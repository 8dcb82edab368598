use std::collections::{HashMap, VecDeque};

use ghostnet_serde::{read_bits, write_bits, BitReader, BitWrite, Serde, SerdeErr};
use log::warn;

use crate::constants::{STRING_ENTRY_BIT_SIZE, STRING_TABLE_SIZE};

struct SendEntry {
    string: String,
    confirmed: bool,
}

/// Result of looking a string up for sending
#[derive(Clone, Copy, Debug, PartialEq, Eq)]
pub enum StringLookup {
    /// The peer has acknowledged this entry; the index alone may be sent
    Confirmed(u16),
    /// The entry exists (or was just created) but the peer may not know it yet
    Pending { index: u16, is_new: bool },
}

/// Per-connection mapping between strings and small indices.
///
/// The sending half hands out indices on demand, recycling the least recently
/// used entry when full. The receiving half only mirrors what the peer has
/// announced.
pub struct StringTable {
    send_entries: Vec<Option<SendEntry>>,
    send_lookup: HashMap<String, u16>,
    lru: VecDeque<u16>,
    recv_entries: Vec<Option<String>>,
}

impl StringTable {
    pub fn new() -> Self {
        let mut send_entries = Vec::with_capacity(STRING_TABLE_SIZE);
        let mut recv_entries = Vec::with_capacity(STRING_TABLE_SIZE);
        for _ in 0..STRING_TABLE_SIZE {
            send_entries.push(None);
            recv_entries.push(None);
        }
        Self {
            send_entries,
            send_lookup: HashMap::new(),
            lru: (0..STRING_TABLE_SIZE as u16).collect(),
            recv_entries,
        }
    }

    // Sending

    /// Finds or allocates the index for `string`. A new entry must be
    /// announced to the peer before the index can be used alone.
    pub fn check_string(&mut self, string: &str) -> StringLookup {
        if let Some(index) = self.send_lookup.get(string).copied() {
            self.touch(index);
            let confirmed = self.send_entries[index as usize]
                .as_ref()
                .map(|entry| entry.confirmed)
                .unwrap_or(false);
            if confirmed {
                return StringLookup::Confirmed(index);
            }
            return StringLookup::Pending {
                index,
                is_new: false,
            };
        }

        let Some(index) = self.lru.pop_front() else {
            return StringLookup::Pending {
                index: 0,
                is_new: true,
            };
        };
        if let Some(old) = self.send_entries[index as usize].take() {
            self.send_lookup.remove(&old.string);
        }
        self.send_entries[index as usize] = Some(SendEntry {
            string: string.to_string(),
            confirmed: false,
        });
        self.send_lookup.insert(string.to_string(), index);
        self.lru.push_back(index);

        StringLookup::Pending {
            index,
            is_new: true,
        }
    }

    /// Index of `string` if the peer is known to have it
    pub fn confirmed_index(&self, string: &str) -> Option<u16> {
        let index = *self.send_lookup.get(string)?;
        let entry = self.send_entries[index as usize].as_ref()?;
        entry.confirmed.then_some(index)
    }

    /// Called once the announcement of `string` at `index` is acknowledged.
    /// Ignored if the entry was recycled in the meantime.
    pub fn confirm(&mut self, index: u16, string: &str) {
        if let Some(Some(entry)) = self.send_entries.get_mut(index as usize) {
            if entry.string == string {
                entry.confirmed = true;
            }
        }
    }

    fn touch(&mut self, index: u16) {
        if let Some(position) = self.lru.iter().position(|old| *old == index) {
            self.lru.remove(position);
        }
        self.lru.push_back(index);
    }

    // Receiving

    pub fn map_string(&mut self, index: u16, string: String) {
        match self.recv_entries.get_mut(index as usize) {
            Some(slot) => *slot = Some(string),
            None => warn!("StringTable: ignoring out of range index {}", index),
        }
    }

    pub fn lookup_string(&self, index: u16) -> Option<&str> {
        self.recv_entries.get(index as usize)?.as_deref()
    }

    // Demo

    pub fn write_demo_start_block(&self, writer: &mut dyn BitWrite) {
        for (index, entry) in self.recv_entries.iter().enumerate() {
            if let Some(string) = entry {
                writer.write_bit(true);
                write_bits(writer, index as u32, STRING_ENTRY_BIT_SIZE);
                string.ser(writer);
            }
        }
        writer.write_bit(false);
    }

    pub fn read_demo_start_block(&mut self, reader: &mut BitReader) -> Result<(), SerdeErr> {
        while reader.read_bit()? {
            let index = read_bits(reader, STRING_ENTRY_BIT_SIZE)? as u16;
            let string = String::de(reader)?;
            self.map_string(index, string);
        }
        Ok(())
    }
}

impl Default for StringTable {
    fn default() -> Self {
        Self::new()
    }
}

+++

• Requirement: Every line in the data that holds the string "BitWrite" should be copied.

• Written response:
use ghostnet_serde::{read_bits, write_bits, BitReader, BitWrite, Serde, SerdeErr};
    pub fn write_demo_start_block(&self, writer: &mut dyn BitWrite) {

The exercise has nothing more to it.